I don’t miss the hospital. For months my lungs were filled with its scent; for weeks I wasn’t allowed to eat or drink and that damn tube in my nose kept jabbing me in the throat until it became so loose I could snort it in and out. What I couldn’t do is crap into my colostomy bag—a necessary prerequisite to eating and drinking after emergency colon surgery. Turns out the car accident that severed my spinal cord between my L4 and L5 vertebrae also tore a two-centimeter hole in my colon. That doesn’t sound big, but it’s big enough to allow wastes that are supposed to exit your butt to leak into your body—which can kill you. When a CAT scan revealed the tear, an emergency surgical team cut open my belly and removed the damaged section of my colon. Then they took the end closest to my esophagus and ran it out the left side of my stomach like a pink belly button. The pink belly button is called a stoma and it functions just like a butt-hole. My waste is collected in a colostomy bag—a plastic pouch that attaches to my skin. That may sound gross (and it is) but it beats wearing a big diaper and having to have your nurse or your grandmother change you like a baby.

As disgusting as these thoughts may be, they remind me how much worse my life was back in the hospital. Every morning when I wake up I tell myself that I need to be grateful, after all, I could be a quadriplegic, or brain damaged . . . or I could be dead.

Yep, I’m a lucky guy. Best to just forget about that vial of Oxycodone you have secretly stashed in your sock drawer. Forget about offing yourself, Kwan. Today is a beautiful day.

Except today sucked. See, today was to be my first day back in high school since the accident—a day I’d been dreading.
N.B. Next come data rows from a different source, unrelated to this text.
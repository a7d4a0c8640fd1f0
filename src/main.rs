//! daytime: an RFC 867 Daytime Protocol server and client
//!
//! Two modes share one binary:
//! - `daytime server` binds the well-known port and writes a 24-character
//!   timestamp line to every accepted connection, one at a time.
//! - `daytime client <host>` fetches one message, detects whether it is a
//!   generic RFC or NIST layout, and prints the parsed fields.
//!
//! Configuration via CLI arguments or TOML file.

use daytime::client::{DaytimeClient, GetOutcome};
use daytime::config::{ClientConfig, Config, FormatMode, Mode, ServerConfig};
use daytime::message::{DaytimeFormat, DaytimeMessage};
use daytime::server::DaytimeServer;
use tracing::info;
use tracing_subscriber::EnvFilter;

fn main() -> Result<(), Box<dyn std::error::Error>> {
    // Load configuration
    let config = Config::load()?;

    // Initialize logging
    let filter =
        EnvFilter::try_from_default_env().unwrap_or_else(|_| EnvFilter::new(&config.log_level));

    tracing_subscriber::fmt()
        .with_env_filter(filter)
        .with_target(false)
        .init();

    match config.mode {
        Mode::Server(server_config) => run_server(server_config),
        Mode::Client(client_config) => run_client(client_config),
    }
}

/// Run the daytime server until it aborts.
fn run_server(config: ServerConfig) -> Result<(), Box<dyn std::error::Error>> {
    info!(port = config.port, "Starting daytime server");

    let server = DaytimeServer::new(config.port);
    server.run()?;
    Ok(())
}

/// Fetch one daytime message and print the parsed fields.
fn run_client(config: ClientConfig) -> Result<(), Box<dyn std::error::Error>> {
    let format = match config.format {
        FormatMode::Auto => DaytimeFormat::Unknown,
        FormatMode::Rfc => DaytimeFormat::Rfc,
        FormatMode::Nist => DaytimeFormat::Nist,
    };

    info!(host = %config.host, port = config.port, "Fetching daytime message");

    let mut client = DaytimeClient::new(config.host)
        .port(config.port)
        .format(format);

    match client.get() {
        GetOutcome::Ok => {
            println!("Raw message: {}", client.message().trim_end());
            if let Some(parsed) = client.fields() {
                print_fields(parsed);
            }
            Ok(())
        }
        GetOutcome::FetchError => Err("failed to fetch daytime message".into()),
        GetOutcome::ParseError => {
            println!("Raw message: {}", client.message().trim_end());
            Err("daytime message did not match a known layout".into())
        }
    }
}

fn print_fields(parsed: &DaytimeMessage) {
    match parsed {
        DaytimeMessage::Nist(fields) => {
            println!("Format: NIST");
            println!("Modified Julian Date: {}", opt(fields.modified_julian_date));
            println!("Date: {}", fields.date);
            println!("Time: {}", fields.time);
            println!("Daylight Saving: {}", opt(fields.daylight_saving));
            println!("Leap Second Indicator: {}", opt(fields.leap_second));
            println!("UTC Offset: {}", fields.utc_offset);
            println!("Fractional Seconds: {}", opt(fields.fractional_seconds));
            println!("Reference ID: {}", fields.ref_id);
        }
        DaytimeMessage::Rfc(fields) => {
            println!("Format: RFC");
            println!("Date: {}", fields.date);
            println!("Time: {}", fields.time);
        }
    }
}

/// Render an optional numeric field, `-` when the token did not convert.
fn opt<T: std::fmt::Display>(value: Option<T>) -> String {
    value
        .map(|v| v.to_string())
        .unwrap_or_else(|| "-".to_string())
}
New city, new school, no friends—that’s scary enough. Now try doing it as a paraplegic.

Eight months had passed since my parents and I lived outside the naval base in San Diego where my father was stationed. Vice Admiral Douglas Wilson was forty-one when he married my mother, Mi Yung, who was only twenty. Mom raised me while Dad was at sea, which was most of the time. When he’d return home to his young bride, he’d treat her like a princess and me like one of his sailors, barking orders at me to clean my room and change my clothes, and why did I get a B in Algebra when I should have aspired to an A. In the military this is known as “dressing down” and it’s supposed to build character.

The Admiral—as I called him—had visited me twice while I was in the hospital. On his first visit he scolded me for being irresponsible, telling me that my paralysis was the Lord’s justice. On his last visit he berated me for attempting to undo the Lord’s work by trying to kill myself. And that was the last time I saw my father.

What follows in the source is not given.